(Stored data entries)
--- START ---
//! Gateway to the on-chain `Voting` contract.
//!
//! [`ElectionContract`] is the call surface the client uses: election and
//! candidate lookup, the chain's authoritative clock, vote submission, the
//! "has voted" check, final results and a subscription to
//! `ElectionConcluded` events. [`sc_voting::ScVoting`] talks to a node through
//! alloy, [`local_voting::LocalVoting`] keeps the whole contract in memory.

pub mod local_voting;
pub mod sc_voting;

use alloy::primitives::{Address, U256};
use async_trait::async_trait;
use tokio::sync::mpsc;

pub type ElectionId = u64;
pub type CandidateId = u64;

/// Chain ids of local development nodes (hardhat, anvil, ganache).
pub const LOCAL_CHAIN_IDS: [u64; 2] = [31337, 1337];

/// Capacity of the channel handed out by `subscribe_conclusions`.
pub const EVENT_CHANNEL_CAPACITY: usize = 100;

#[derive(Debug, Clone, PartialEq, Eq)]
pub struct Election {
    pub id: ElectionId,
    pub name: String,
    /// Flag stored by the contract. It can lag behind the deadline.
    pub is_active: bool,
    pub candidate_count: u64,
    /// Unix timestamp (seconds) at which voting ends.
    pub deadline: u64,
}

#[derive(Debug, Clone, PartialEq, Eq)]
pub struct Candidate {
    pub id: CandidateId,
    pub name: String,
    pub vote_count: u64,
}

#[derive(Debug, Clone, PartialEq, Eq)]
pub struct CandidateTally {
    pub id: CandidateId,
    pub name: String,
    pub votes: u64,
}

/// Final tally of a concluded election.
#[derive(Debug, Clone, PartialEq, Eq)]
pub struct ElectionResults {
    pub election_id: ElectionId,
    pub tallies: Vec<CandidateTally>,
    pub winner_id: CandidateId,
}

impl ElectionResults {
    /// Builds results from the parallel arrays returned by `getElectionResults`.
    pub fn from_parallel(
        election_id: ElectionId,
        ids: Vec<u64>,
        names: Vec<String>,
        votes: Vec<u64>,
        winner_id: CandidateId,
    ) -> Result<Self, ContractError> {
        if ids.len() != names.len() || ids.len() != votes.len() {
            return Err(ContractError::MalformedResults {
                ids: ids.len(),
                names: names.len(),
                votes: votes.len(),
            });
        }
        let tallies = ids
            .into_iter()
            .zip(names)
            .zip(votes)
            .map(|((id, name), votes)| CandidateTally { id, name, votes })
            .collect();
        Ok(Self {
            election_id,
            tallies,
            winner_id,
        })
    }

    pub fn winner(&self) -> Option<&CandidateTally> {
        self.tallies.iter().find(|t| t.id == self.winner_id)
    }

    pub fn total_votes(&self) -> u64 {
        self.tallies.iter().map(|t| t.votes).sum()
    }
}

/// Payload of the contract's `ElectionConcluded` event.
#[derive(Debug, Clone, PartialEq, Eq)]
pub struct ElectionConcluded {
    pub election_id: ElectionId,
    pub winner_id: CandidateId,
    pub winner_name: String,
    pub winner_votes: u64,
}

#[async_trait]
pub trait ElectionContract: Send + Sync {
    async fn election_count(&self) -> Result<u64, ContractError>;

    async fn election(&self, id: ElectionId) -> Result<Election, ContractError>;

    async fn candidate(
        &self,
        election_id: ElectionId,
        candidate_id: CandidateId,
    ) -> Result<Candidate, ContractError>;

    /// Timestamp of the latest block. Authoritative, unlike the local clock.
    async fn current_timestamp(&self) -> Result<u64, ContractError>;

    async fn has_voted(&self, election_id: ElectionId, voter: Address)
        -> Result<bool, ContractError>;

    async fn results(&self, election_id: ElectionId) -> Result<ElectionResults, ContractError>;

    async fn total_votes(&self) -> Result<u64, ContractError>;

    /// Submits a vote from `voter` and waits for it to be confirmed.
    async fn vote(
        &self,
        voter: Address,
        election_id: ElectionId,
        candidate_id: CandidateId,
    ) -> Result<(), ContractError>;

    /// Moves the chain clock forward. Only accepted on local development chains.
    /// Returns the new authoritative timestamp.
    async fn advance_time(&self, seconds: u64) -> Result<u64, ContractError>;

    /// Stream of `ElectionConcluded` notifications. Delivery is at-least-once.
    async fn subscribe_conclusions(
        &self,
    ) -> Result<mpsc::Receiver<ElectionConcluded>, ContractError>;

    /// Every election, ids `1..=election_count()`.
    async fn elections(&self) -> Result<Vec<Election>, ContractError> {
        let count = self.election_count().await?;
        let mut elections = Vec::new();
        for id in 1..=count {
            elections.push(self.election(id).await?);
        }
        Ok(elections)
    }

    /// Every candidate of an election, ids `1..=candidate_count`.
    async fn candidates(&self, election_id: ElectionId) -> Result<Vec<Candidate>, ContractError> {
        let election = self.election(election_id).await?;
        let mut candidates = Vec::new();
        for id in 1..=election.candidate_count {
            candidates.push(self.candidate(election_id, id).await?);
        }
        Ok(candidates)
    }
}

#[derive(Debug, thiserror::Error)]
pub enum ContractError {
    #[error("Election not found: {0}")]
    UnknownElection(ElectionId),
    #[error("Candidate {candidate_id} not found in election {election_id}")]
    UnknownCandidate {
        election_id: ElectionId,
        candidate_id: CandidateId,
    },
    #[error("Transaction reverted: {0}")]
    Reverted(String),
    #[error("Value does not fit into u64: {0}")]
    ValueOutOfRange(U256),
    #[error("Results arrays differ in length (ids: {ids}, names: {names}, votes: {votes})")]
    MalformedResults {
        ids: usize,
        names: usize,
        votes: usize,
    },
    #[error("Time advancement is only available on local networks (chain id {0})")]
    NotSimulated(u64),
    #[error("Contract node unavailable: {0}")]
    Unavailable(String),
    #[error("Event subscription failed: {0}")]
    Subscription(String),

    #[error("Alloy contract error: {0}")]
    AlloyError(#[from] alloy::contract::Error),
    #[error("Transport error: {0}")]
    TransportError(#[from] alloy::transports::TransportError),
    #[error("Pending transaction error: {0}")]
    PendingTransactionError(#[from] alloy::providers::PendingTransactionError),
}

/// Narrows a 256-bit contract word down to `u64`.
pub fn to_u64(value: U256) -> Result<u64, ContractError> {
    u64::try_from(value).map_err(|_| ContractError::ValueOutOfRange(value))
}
--- END ---
__Exercise requirements__
What you output should match every line above exactly.

__Response to this task__
//! Gateway to the on-chain `Voting` contract.
//!
//! [`ElectionContract`] is the call surface the client uses: election and
//! candidate lookup, the chain's authoritative clock, vote submission, the
//! "has voted" check, final results and a subscription to
//! `ElectionConcluded` events. [`sc_voting::ScVoting`] talks to a node through
//! alloy, [`local_voting::LocalVoting`] keeps the whole contract in memory.

pub mod local_voting;
pub mod sc_voting;

use alloy::primitives::{Address, U256};
use async_trait::async_trait;
use tokio::sync::mpsc;

pub type ElectionId = u64;
pub type CandidateId = u64;

/// Chain ids of local development nodes (hardhat, anvil, ganache).
pub const LOCAL_CHAIN_IDS: [u64; 2] = [31337, 1337];

/// Capacity of the channel handed out by `subscribe_conclusions`.
pub const EVENT_CHANNEL_CAPACITY: usize = 100;

#[derive(Debug, Clone, PartialEq, Eq)]
pub struct Election {
    pub id: ElectionId,
    pub name: String,
    /// Flag stored by the contract. It can lag behind the deadline.
    pub is_active: bool,
    pub candidate_count: u64,
    /// Unix timestamp (seconds) at which voting ends.
    pub deadline: u64,
}

#[derive(Debug, Clone, PartialEq, Eq)]
pub struct Candidate {
    pub id: CandidateId,
    pub name: String,
    pub vote_count: u64,
}

#[derive(Debug, Clone, PartialEq, Eq)]
pub struct CandidateTally {
    pub id: CandidateId,
    pub name: String,
    pub votes: u64,
}

/// Final tally of a concluded election.
#[derive(Debug, Clone, PartialEq, Eq)]
pub struct ElectionResults {
    pub election_id: ElectionId,
    pub tallies: Vec<CandidateTally>,
    pub winner_id: CandidateId,
}

impl ElectionResults {
    /// Builds results from the parallel arrays returned by `getElectionResults`.
    pub fn from_parallel(
        election_id: ElectionId,
        ids: Vec<u64>,
        names: Vec<String>,
        votes: Vec<u64>,
        winner_id: CandidateId,
    ) -> Result<Self, ContractError> {
        if ids.len() != names.len() || ids.len() != votes.len() {
            return Err(ContractError::MalformedResults {
                ids: ids.len(),
                names: names.len(),
                votes: votes.len(),
            });
        }
        let tallies = ids
            .into_iter()
            .zip(names)
            .zip(votes)
            .map(|((id, name), votes)| CandidateTally { id, name, votes })
            .collect();
        Ok(Self {
            election_id,
            tallies,
            winner_id,
        })
    }

    pub fn winner(&self) -> Option<&CandidateTally> {
        self.tallies.iter().find(|t| t.id == self.winner_id)
    }

    pub fn total_votes(&self) -> u64 {
        self.tallies.iter().map(|t| t.votes).sum()
    }
}

/// Payload of the contract's `ElectionConcluded` event.
#[derive(Debug, Clone, PartialEq, Eq)]
pub struct ElectionConcluded {
    pub election_id: ElectionId,
    pub winner_id: CandidateId,
    pub winner_name: String,
    pub winner_votes: u64,
}

#[async_trait]
pub trait ElectionContract: Send + Sync {
    async fn election_count(&self) -> Result<u64, ContractError>;

    async fn election(&self, id: ElectionId) -> Result<Election, ContractError>;

    async fn candidate(
        &self,
        election_id: ElectionId,
        candidate_id: CandidateId,
    ) -> Result<Candidate, ContractError>;

    /// Timestamp of the latest block. Authoritative, unlike the local clock.
    async fn current_timestamp(&self) -> Result<u64, ContractError>;

    async fn has_voted(&self, election_id: ElectionId, voter: Address)
        -> Result<bool, ContractError>;

    async fn results(&self, election_id: ElectionId) -> Result<ElectionResults, ContractError>;

    async fn total_votes(&self) -> Result<u64, ContractError>;

    /// Submits a vote from `voter` and waits for it to be confirmed.
    async fn vote(
        &self,
        voter: Address,
        election_id: ElectionId,
        candidate_id: CandidateId,
    ) -> Result<(), ContractError>;

    /// Moves the chain clock forward. Only accepted on local development chains.
    /// Returns the new authoritative timestamp.
    async fn advance_time(&self, seconds: u64) -> Result<u64, ContractError>;

    /// Stream of `ElectionConcluded` notifications. Delivery is at-least-once.
    async fn subscribe_conclusions(
        &self,
    ) -> Result<mpsc::Receiver<ElectionConcluded>, ContractError>;

    /// Every election, ids `1..=election_count()`.
    async fn elections(&self) -> Result<Vec<Election>, ContractError> {
        let count = self.election_count().await?;
        let mut elections = Vec::new();
        for id in 1..=count {
            elections.push(self.election(id).await?);
        }
        Ok(elections)
    }

    /// Every candidate of an election, ids `1..=candidate_count`.
    async fn candidates(&self, election_id: ElectionId) -> Result<Vec<Candidate>, ContractError> {
        let election = self.election(election_id).await?;
        let mut candidates = Vec::new();
        for id in 1..=election.candidate_count {
            candidates.push(self.candidate(election_id, id).await?);
        }
        Ok(candidates)
    }
}

#[derive(Debug, thiserror::Error)]
pub enum ContractError {
    #[error("Election not found: {0}")]
    UnknownElection(ElectionId),
    #[error("Candidate {candidate_id} not found in election {election_id}")]
    UnknownCandidate {
        election_id: ElectionId,
        candidate_id: CandidateId,
    },
    #[error("Transaction reverted: {0}")]
    Reverted(String),
    #[error("Value does not fit into u64: {0}")]
    ValueOutOfRange(U256),
    #[error("Results arrays differ in length (ids: {ids}, names: {names}, votes: {votes})")]
    MalformedResults {
        ids: usize,
        names: usize,
        votes: usize,
    },
    #[error("Time advancement is only available on local networks (chain id {0})")]
    NotSimulated(u64),
    #[error("Contract node unavailable: {0}")]
    Unavailable(String),
    #[error("Event subscription failed: {0}")]
    Subscription(String),

    #[error("Alloy contract error: {0}")]
    AlloyError(#[from] alloy::contract::Error),
    #[error("Transport error: {0}")]
    TransportError(#[from] alloy::transports::TransportError),
    #[error("Pending transaction error: {0}")]
    PendingTransactionError(#[from] alloy::providers::PendingTransactionError),
}

/// Narrows a 256-bit contract word down to `u64`.
pub fn to_u64(value: U256) -> Result<u64, ContractError> {
    u64::try_from(value).map_err(|_| ContractError::ValueOutOfRange(value))
}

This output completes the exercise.